Goldman, an ever-evolving entrepreneur, studied his customers' behavior and noticed how carrying baskets to shop presented a limitation for shoppers. According to the book by Terry Wilson called The Cart That Changed the World: the Career of Sylvan N. Goldman, Goldman's first solution was to instruct his employees to approach customers who filled their baskets and offer to put them aside at the check-out counter. This way, customers could carry on shopping with a second basket, thereby increasing revenue.
One evening in 1936, two folding chairs in Goldman's office presented the solution to his dilemma. As Wilson wrote, Goldman thought, "If the seat of a folding chair was raised several inches and another similar seat added below, a basket could be placed on each of them. Wheels attached to each leg would make the chair mobile, and the back of the chair could be adapted as a handle to push the cart".
Goldman instructed Fred Young, a handyman in one of his shops, to develop the system. The prototype had several construction issues. For instance, the cart tended to fold when the wheels bumped into something. The cart would also tip over when going around corners. After a few months of work, the shopping cart, equipped with two wire mesh baskets, was finally ready for business.
Sylvan N. Goldman's folding cart, c. 1937
On June 4, 1937, Goldman advertised his new product in the Oklahoma City Press. The ad presented a woman overwhelmed by the weight of her shopping basket. It read, "It's new – it's sensational.
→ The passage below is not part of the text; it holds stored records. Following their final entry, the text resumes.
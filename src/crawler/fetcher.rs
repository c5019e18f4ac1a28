//! Page fetcher
//!
//! This module retrieves page content for the crawl engine:
//! - HEAD request to check the Content-Type is HTML
//! - GET request to fetch the page body as text
//! - Independent bounded retries for each of the two requests
//! - Classification of failures into outcome statistics

use crate::config::{Config, CrawlerConfig};
use crate::crawler::http::{HttpTransport, ReqwestTransport};
use crate::state::{CrawlState, Outcome};
use std::sync::Arc;
use std::time::Duration;
use tokio::sync::Semaphore;

/// Result of a fetch operation
#[derive(Debug, Clone, PartialEq, Eq)]
pub enum FetchResult {
    /// Successfully fetched the page
    Success {
        /// Page body decoded as text
        body: String,
    },

    /// Page is not HTML (Content-Type mismatch)
    ContentMismatch {
        /// The actual Content-Type received (empty if the header was missing)
        content_type: String,
    },

    /// Body bytes could not be decoded as text
    DecodeError {
        /// Error description
        error: String,
    },

    /// Every attempt failed with a connection error or timeout
    ConnectionError {
        /// Description of the last failure
        error: String,
    },
}

impl FetchResult {
    /// The statistic a failed fetch contributes; `None` for success
    pub fn outcome(&self) -> Option<Outcome> {
        match self {
            Self::Success { .. } => None,
            Self::ContentMismatch { content_type } => {
                Some(Outcome::WrongContentType(content_type.clone()))
            }
            Self::DecodeError { .. } => Some(Outcome::UnicodeDecodeError),
            Self::ConnectionError { .. } => Some(Outcome::ConnectionError),
        }
    }

    pub fn into_body(self) -> Option<String> {
        match self {
            Self::Success { body } => Some(body),
            _ => None,
        }
    }
}

/// Retry parameters shared by the HEAD and GET phases
#[derive(Debug, Clone, PartialEq, Eq)]
pub struct RetryPolicy {
    /// Attempts per phase
    pub max_attempts: u32,
    /// Pause after a transient failure (not after the last attempt)
    pub sleep_time: Duration,
    /// Bound on each individual request
    pub timeout: Duration,
}

impl Default for RetryPolicy {
    fn default() -> Self {
        Self::from(&CrawlerConfig::default())
    }
}

impl From<&CrawlerConfig> for RetryPolicy {
    fn from(config: &CrawlerConfig) -> Self {
        Self {
            max_attempts: config.max_attempts.max(1),
            sleep_time: config.sleep_time(),
            timeout: config.timeout(),
        }
    }
}

/// Content-type gated fetcher with bounded retries
pub struct Fetcher {
    transport: Arc<dyn HttpTransport>,
    policy: RetryPolicy,
    limiter: Option<Arc<Semaphore>>,
}

impl Fetcher {
    pub fn new(transport: Arc<dyn HttpTransport>, policy: RetryPolicy) -> Self {
        Self {
            transport,
            policy,
            limiter: None,
        }
    }

    /// Builds a reqwest-backed fetcher from configuration
    pub fn from_config(config: &Config) -> Result<Self, reqwest::Error> {
        let transport = ReqwestTransport::new(&config.user_agent)?;
        let fetcher = Self::new(Arc::new(transport), RetryPolicy::from(&config.crawler));

        Ok(match config.crawler.max_concurrent_fetches {
            Some(limit) => fetcher.with_concurrency_limit(limit),
            None => fetcher,
        })
    }

    /// Caps how many fetches (including their retries) run at once
    pub fn with_concurrency_limit(mut self, limit: usize) -> Self {
        self.limiter = Some(Arc::new(Semaphore::new(limit.max(1))));
        self
    }

    /// Fetches page content, recording a statistic on failure
    ///
    /// Returns `None` when the page is not HTML, cannot be decoded, or could
    /// not be reached within the retry budget. The matching outcome has been
    /// recorded in `state` by then.
    pub async fn fetch(&self, url: &str, state: &CrawlState) -> Option<String> {
        let result = self.fetch_url(url).await;

        if let Some(outcome) = result.outcome() {
            state.record_outcome(outcome);
        }

        result.into_body()
    }

    /// Fetches a URL with full retry logic
    ///
    /// # Request Flow
    ///
    /// 1. Send HEAD to check Content-Type
    ///    - Not `text/html*` → ContentMismatch (no retry)
    /// 2. Send GET and decode the body
    ///    - Undecodable → DecodeError (no retry)
    ///
    /// # Retry Logic
    ///
    /// | Condition | Action |
    /// |-----------|--------|
    /// | Connection error / timeout on HEAD | Retry up to `max_attempts`, then ConnectionError |
    /// | Connection error / timeout on GET | Retry up to `max_attempts`, then ConnectionError |
    /// | Wrong Content-Type | Immediate → ContentMismatch |
    /// | Decode failure | Immediate → DecodeError |
    ///
    /// HEAD and GET each get their own attempt budget.
    pub async fn fetch_url(&self, url: &str) -> FetchResult {
        let _permit = match &self.limiter {
            // The semaphore is never closed
            Some(limiter) => limiter.acquire().await.ok(),
            None => None,
        };

        if let Err(rejected) = self.check_content_type(url).await {
            return rejected;
        }

        self.get_content(url).await
    }

    /// HEAD phase: `Ok(())` means the page is HTML
    async fn check_content_type(&self, url: &str) -> Result<(), FetchResult> {
        let mut last_error = String::new();

        for attempt in 1..=self.policy.max_attempts {
            match self.transport.head(url, self.policy.timeout).await {
                Ok(head) => {
                    if !(200..300).contains(&head.status) {
                        tracing::debug!("HEAD {} returned status {}", url, head.status);
                    }
                    let content_type = head.content_type.unwrap_or_default();
                    if content_type.starts_with("text/html") {
                        return Ok(());
                    }

                    tracing::debug!("Skipping {}: content type '{}'", url, content_type);
                    return Err(FetchResult::ContentMismatch { content_type });
                }
                Err(e) => {
                    tracing::debug!(
                        "HEAD {} failed (attempt {}/{}): {}",
                        url,
                        attempt,
                        self.policy.max_attempts,
                        e
                    );
                    last_error = e.to_string();
                    self.pause_before_retry(attempt).await;
                }
            }
        }

        tracing::warn!("Giving up on {} after HEAD failures: {}", url, last_error);
        Err(FetchResult::ConnectionError { error: last_error })
    }

    /// GET phase
    async fn get_content(&self, url: &str) -> FetchResult {
        let mut last_error = String::new();

        for attempt in 1..=self.policy.max_attempts {
            match self.transport.get_text(url, self.policy.timeout).await {
                Ok(body) => return FetchResult::Success { body },
                Err(e) if !e.is_transient() => {
                    tracing::warn!("Could not decode {}: {}", url, e);
                    return FetchResult::DecodeError {
                        error: e.to_string(),
                    };
                }
                Err(e) => {
                    tracing::debug!(
                        "GET {} failed (attempt {}/{}): {}",
                        url,
                        attempt,
                        self.policy.max_attempts,
                        e
                    );
                    last_error = e.to_string();
                    self.pause_before_retry(attempt).await;
                }
            }
        }

        tracing::warn!("Giving up on {} after GET failures: {}", url, last_error);
        FetchResult::ConnectionError { error: last_error }
    }

    async fn pause_before_retry(&self, attempt: u32) {
        if attempt < self.policy.max_attempts {
            tokio::time::sleep(self.policy.sleep_time).await;
        }
    }
}
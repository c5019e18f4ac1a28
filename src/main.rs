//! Spider main entry point
//!
//! This is the command-line interface for the Spider web crawler.

use anyhow::Context;
use clap::{Parser, Subcommand};
use spider::config::{load_config_with_hash, Config};
use spider::crawler::{ConsoleProgress, Coordinator};
use spider::storage::{open_storage, RecordStore, SqliteStorage};
use spider::url::base_domain;
use std::path::{Path, PathBuf};
use std::sync::Arc;
use std::time::Instant;
use tracing_subscriber::EnvFilter;

/// Spider: a recursive same-domain web crawler
///
/// Spider walks a site from a seed URL, follows links that stay within the
/// seed's base domain and stores each page's URL, title and HTML in SQLite.
#[derive(Parser, Debug)]
#[command(name = "spider")]
#[command(version)]
#[command(about = "A recursive same-domain web crawler", long_about = None)]
struct Cli {
    /// Path to TOML configuration file
    #[arg(short, long, value_name = "FILE", global = true)]
    config: Option<PathBuf>,

    /// SQLite database path (overrides the configuration file)
    #[arg(long, value_name = "PATH", global = true)]
    database: Option<PathBuf>,

    /// Increase logging verbosity (-v, -vv, -vvv)
    #[arg(short, long, action = clap::ArgAction::Count, global = true)]
    verbose: u8,

    /// Suppress non-error output
    #[arg(short, long, conflicts_with = "verbose", global = true)]
    quiet: bool,

    #[command(subcommand)]
    command: Commands,
}

#[derive(Subcommand, Debug)]
enum Commands {
    /// Crawl a site starting from URL and store every page found
    Load {
        /// Seed URL
        url: String,

        /// How many links deep to follow from the seed
        #[arg(long, default_value_t = 0)]
        depth: u32,
    },

    /// Print stored pages that belong to URL's base domain
    Get {
        url: String,

        /// Number of pages to print
        #[arg(short = 'n', default_value_t = 1)]
        limit: usize,

        /// Number of matching pages to skip
        #[arg(long, default_value_t = 0)]
        offset: usize,
    },

    /// Delete every stored page
    Truncate,
}

#[tokio::main]
async fn main() -> anyhow::Result<()> {
    let cli = Cli::parse();

    // Setup logging based on verbosity
    setup_logging(cli.verbose, cli.quiet);

    let started = Instant::now();
    if let Err(e) = run(cli).await {
        tracing::error!("{:#}", e);
        return Err(e);
    }

    let peak_memory = peak_memory_bytes()
        .map(format_bytes)
        .unwrap_or_else(|| "unknown".to_string());
    println!(
        "ok, execution time: {:.2?}, peak memory usage: {}",
        started.elapsed(),
        peak_memory
    );

    Ok(())
}

/// Sets up the logging/tracing subscriber based on verbosity level
fn setup_logging(verbose: u8, quiet: bool) {
    let filter = if quiet {
        // Only show errors
        EnvFilter::new("error")
    } else {
        match verbose {
            0 => EnvFilter::new("spider=info,warn"),
            1 => EnvFilter::new("spider=debug,info"),
            2 => EnvFilter::new("spider=trace,debug"),
            _ => EnvFilter::new("trace"),
        }
    };

    tracing_subscriber::fmt()
        .with_env_filter(filter)
        .with_writer(std::io::stderr)
        .with_target(false)
        .with_thread_ids(false)
        .with_file(false)
        .init();
}

async fn run(cli: Cli) -> anyhow::Result<()> {
    let mut config = load_configuration(cli.config.as_deref())?;
    if let Some(database) = cli.database {
        config.database.path = database.display().to_string();
    }

    let storage = open_storage(Path::new(&config.database.path))
        .with_context(|| format!("Failed to open database {}", config.database.path))?;

    match cli.command {
        Commands::Load { url, depth } => handle_load(&config, storage, &url, depth).await,
        Commands::Get { url, limit, offset } => handle_get(&storage, &url, limit, offset).await,
        Commands::Truncate => handle_truncate(&storage).await,
    }
}

/// Loads the configuration file if one was given, defaults otherwise
fn load_configuration(path: Option<&Path>) -> anyhow::Result<Config> {
    let Some(path) = path else {
        tracing::debug!("No configuration file given, using defaults");
        return Ok(Config::default());
    };

    tracing::info!("Loading configuration from: {}", path.display());
    let (config, hash) = load_config_with_hash(path)
        .with_context(|| format!("Failed to load configuration from {}", path.display()))?;
    tracing::info!("Configuration loaded successfully (hash: {})", hash);

    Ok(config)
}

/// Handles `load`: crawls and prints the outcome statistics
async fn handle_load(
    config: &Config,
    storage: SqliteStorage,
    url: &str,
    depth: u32,
) -> anyhow::Result<()> {
    let coordinator = Coordinator::from_config(config, Arc::new(storage))
        .context("Failed to build HTTP client")?
        .with_observer(Arc::new(ConsoleProgress::new()));

    let report = coordinator
        .run(url, depth)
        .await
        .with_context(|| format!("Crawl of {} failed", url))?;

    println!("{}/{} tasks done.", report.done, report.total);
    print!("{}", report.stats);

    Ok(())
}

/// Handles `get`: prints `url: "title"` lines for the URL's base domain
async fn handle_get(
    storage: &SqliteStorage,
    url: &str,
    limit: usize,
    offset: usize,
) -> anyhow::Result<()> {
    let domain = base_domain(url).with_context(|| format!("Invalid URL {}", url))?;

    let pages = storage
        .read_by_domain(&domain, limit, offset)
        .await
        .context("Failed to read pages")?;

    for page in pages {
        println!("{}", format_page_line(&page.url, &page.title));
    }

    Ok(())
}

fn format_page_line(url: &str, title: &str) -> String {
    format!("{}: \"{}\"", url, title)
}

/// Handles `truncate`: removes every stored page
async fn handle_truncate(storage: &SqliteStorage) -> anyhow::Result<()> {
    let removed = storage.count().await.context("Failed to count pages")?;
    storage.truncate().await.context("Failed to truncate pages")?;
    tracing::info!("Removed {} pages", removed);
    Ok(())
}

/// Peak resident set size of this process, from `/proc/self/status`
fn peak_memory_bytes() -> Option<u64> {
    let status = std::fs::read_to_string("/proc/self/status").ok()?;
    parse_vm_hwm(&status)
}

fn parse_vm_hwm(status: &str) -> Option<u64> {
    let line = status.lines().find(|line| line.starts_with("VmHWM:"))?;
    let kib: u64 = line
        .trim_start_matches("VmHWM:")
        .trim()
        .trim_end_matches("kB")
        .trim()
        .parse()
        .ok()?;
    Some(kib * 1024)
}

fn format_bytes(bytes: u64) -> String {
    const UNITS: [&str; 5] = ["B", "KiB", "MiB", "GiB", "TiB"];

    let mut value = bytes as f64;
    let mut unit = 0;
    while value >= 1024.0 && unit < UNITS.len() - 1 {
        value /= 1024.0;
        unit += 1;
    }

    if unit == 0 {
        format!("{} B", bytes)
    } else {
        format!("{:.1} {}", value, UNITS[unit])
    }
}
No more baskets to carry."
Curious about what would solve this common problem, readers were led to Goldman's store to discover the mysterious solution. Unfortunately, the launch plan was a flop. The men felt emasculated, protesting that they were strong enough to carry baskets. The women argued that they had pushed around enough baby carriages in their lives not to want the same yoke in the grocery store. Only elderly customers used them.
Goldman, however, would not give up. According to Wilson, Goldman placed another advertisement the following week, as mysterious as the first one. He emphatically announced that the "No Basket Carrying Plan" had met with instant approval over the last weekend. Then, he employed men and women in his main store to act as shoppers and use his new basket carts.
Upon seeing other shoppers using this new system, the customers accepted the store employee's offer of a cart, and the innovation was adopted. Within weeks, all Goldman's stores were using the new shopping carts. Goldman was flourishing.
Seeing this enormous success locally in his own stores, Goldman decided to take his invention to a national scale. He showcased his invention at the first Super Market Convention in September 1937.
Unfortunately, Goldman was met with overwhelming hesitancy from supermarket managers. They were concerned that their carts would suffer damage from their customers' children and refused to purchase his product. Undeterred, Goldman and his employees produced a movie where they acted as happy customers in a productive supermarket equipped with his carts. The supermarket managers were thus reassured and adopted Goldman's invention, allowing the folding cart to invade the world of mass consumption.
The National Museum of American History reported that Goldman filed for a patent for his folding basket carriage on March 14, 1938, and received an approved patent on April 9, 1940.
Goldman's new firm, the Folding Basket Carrier Corporation, was an outstanding success. According to Research and Markets, the global market for Consumer Shopping Carts in 2020 is estimated at $802.7 billion.